> [TRY IT]
Search the entries for the word "crates" and return every line where it is found.

(Collected data entries)

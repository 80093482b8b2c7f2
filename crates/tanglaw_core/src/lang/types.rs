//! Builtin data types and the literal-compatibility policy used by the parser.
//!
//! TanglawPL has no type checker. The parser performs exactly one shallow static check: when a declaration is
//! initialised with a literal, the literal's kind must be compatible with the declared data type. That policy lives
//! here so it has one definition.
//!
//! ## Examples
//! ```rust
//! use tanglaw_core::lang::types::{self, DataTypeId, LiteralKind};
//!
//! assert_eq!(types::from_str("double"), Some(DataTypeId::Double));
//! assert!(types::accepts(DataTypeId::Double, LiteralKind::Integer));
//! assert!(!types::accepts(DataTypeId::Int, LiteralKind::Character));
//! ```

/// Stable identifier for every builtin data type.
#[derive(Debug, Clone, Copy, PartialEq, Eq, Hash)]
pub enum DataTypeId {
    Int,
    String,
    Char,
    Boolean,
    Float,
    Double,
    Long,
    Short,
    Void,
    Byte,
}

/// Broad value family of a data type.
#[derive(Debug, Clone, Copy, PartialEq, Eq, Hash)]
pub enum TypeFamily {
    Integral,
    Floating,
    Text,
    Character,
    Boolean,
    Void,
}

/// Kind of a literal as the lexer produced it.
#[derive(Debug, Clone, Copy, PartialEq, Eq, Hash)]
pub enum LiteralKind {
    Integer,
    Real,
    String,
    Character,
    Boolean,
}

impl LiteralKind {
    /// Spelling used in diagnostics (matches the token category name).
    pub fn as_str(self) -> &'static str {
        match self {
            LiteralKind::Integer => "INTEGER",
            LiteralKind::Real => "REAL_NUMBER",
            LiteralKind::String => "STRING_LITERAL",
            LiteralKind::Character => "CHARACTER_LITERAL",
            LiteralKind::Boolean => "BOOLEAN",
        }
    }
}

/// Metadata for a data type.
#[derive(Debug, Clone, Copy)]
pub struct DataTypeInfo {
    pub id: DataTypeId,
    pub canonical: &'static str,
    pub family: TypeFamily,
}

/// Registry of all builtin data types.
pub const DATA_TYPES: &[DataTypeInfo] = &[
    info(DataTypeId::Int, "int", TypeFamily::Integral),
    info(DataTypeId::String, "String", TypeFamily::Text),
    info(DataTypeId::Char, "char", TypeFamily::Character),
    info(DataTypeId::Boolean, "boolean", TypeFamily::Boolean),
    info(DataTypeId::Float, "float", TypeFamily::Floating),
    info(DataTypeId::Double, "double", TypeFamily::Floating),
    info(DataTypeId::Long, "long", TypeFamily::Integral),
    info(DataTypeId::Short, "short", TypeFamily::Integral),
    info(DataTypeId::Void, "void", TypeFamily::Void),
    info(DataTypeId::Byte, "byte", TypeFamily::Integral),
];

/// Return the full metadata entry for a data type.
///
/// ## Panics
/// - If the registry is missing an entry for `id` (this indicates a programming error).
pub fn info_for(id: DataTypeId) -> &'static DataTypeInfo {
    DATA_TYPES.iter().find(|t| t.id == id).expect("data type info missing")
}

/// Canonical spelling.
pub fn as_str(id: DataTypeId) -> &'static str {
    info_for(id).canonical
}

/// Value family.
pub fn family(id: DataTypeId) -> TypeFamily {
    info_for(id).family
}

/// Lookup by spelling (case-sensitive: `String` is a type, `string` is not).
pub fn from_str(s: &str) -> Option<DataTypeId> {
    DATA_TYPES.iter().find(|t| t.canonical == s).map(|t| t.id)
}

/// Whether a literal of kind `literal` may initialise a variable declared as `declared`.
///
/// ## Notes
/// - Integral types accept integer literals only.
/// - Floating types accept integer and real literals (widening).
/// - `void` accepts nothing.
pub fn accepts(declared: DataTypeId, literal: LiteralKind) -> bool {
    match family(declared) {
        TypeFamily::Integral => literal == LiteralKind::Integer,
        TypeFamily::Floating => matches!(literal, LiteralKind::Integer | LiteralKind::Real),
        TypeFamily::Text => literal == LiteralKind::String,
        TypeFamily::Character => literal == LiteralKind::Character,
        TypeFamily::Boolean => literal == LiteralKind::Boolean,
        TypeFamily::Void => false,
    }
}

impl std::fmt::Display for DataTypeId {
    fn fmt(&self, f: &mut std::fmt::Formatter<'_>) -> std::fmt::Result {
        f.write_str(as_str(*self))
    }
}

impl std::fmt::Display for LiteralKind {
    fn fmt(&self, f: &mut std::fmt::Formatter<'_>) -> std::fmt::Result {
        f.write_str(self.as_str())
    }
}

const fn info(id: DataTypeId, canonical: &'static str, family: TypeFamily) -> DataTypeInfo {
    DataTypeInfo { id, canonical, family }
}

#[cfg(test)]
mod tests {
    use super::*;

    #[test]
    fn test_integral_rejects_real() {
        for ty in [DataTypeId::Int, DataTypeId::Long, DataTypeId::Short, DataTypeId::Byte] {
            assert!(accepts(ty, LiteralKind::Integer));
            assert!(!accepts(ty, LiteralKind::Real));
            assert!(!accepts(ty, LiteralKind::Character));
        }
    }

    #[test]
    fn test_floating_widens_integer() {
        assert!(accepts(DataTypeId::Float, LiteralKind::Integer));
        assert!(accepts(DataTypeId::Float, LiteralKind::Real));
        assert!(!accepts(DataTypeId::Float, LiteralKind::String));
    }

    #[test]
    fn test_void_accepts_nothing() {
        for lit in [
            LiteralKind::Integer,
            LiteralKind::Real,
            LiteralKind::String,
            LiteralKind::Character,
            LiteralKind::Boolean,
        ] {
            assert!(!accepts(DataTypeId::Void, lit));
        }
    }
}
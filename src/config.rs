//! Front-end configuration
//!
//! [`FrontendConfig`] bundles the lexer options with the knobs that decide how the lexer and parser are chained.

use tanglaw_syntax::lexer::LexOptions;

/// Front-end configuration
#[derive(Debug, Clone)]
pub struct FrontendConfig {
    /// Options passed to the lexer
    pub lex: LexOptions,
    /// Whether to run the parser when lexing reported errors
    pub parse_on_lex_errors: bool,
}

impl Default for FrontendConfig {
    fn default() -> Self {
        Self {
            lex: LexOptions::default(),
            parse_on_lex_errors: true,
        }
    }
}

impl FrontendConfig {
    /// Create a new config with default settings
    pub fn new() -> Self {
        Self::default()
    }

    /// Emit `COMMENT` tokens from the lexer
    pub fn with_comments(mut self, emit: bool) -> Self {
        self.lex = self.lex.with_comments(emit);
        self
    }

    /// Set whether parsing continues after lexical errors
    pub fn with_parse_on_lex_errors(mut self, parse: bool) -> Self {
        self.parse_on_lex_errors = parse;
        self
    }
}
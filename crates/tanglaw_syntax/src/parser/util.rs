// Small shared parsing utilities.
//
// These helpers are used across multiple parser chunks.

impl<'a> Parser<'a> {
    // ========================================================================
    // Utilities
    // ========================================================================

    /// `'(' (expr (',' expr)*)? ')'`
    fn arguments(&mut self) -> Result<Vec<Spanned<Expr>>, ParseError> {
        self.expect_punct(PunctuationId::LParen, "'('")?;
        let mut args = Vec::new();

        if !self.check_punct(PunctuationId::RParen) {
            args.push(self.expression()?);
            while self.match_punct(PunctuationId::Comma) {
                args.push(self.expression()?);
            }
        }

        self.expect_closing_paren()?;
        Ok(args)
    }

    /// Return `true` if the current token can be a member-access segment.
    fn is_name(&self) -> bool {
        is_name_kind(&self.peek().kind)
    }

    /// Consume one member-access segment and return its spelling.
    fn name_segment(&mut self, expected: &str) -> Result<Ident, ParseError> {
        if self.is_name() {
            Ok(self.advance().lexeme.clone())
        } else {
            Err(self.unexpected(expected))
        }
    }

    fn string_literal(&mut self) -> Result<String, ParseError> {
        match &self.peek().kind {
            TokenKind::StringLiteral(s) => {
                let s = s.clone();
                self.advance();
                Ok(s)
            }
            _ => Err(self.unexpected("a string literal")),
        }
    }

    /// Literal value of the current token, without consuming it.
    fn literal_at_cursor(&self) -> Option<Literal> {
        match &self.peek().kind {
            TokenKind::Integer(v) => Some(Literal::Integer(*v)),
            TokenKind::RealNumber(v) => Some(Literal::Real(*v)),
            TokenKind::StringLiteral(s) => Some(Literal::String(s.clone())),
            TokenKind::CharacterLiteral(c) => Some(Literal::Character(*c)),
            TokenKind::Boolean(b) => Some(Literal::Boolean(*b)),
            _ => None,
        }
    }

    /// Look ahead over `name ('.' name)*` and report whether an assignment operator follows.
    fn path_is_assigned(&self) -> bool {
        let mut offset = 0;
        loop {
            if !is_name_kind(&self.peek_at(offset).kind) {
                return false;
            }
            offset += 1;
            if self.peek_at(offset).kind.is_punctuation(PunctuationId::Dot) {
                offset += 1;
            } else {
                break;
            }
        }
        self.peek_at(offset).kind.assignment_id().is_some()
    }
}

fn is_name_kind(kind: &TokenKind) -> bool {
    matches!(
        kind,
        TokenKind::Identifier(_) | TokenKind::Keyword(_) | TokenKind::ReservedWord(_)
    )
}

> [EXERCISE SOLUTION]
filename crates/tanglaw_core/src/lang/types.rs
filename crates/tanglaw_syntax/src/parser/util.rs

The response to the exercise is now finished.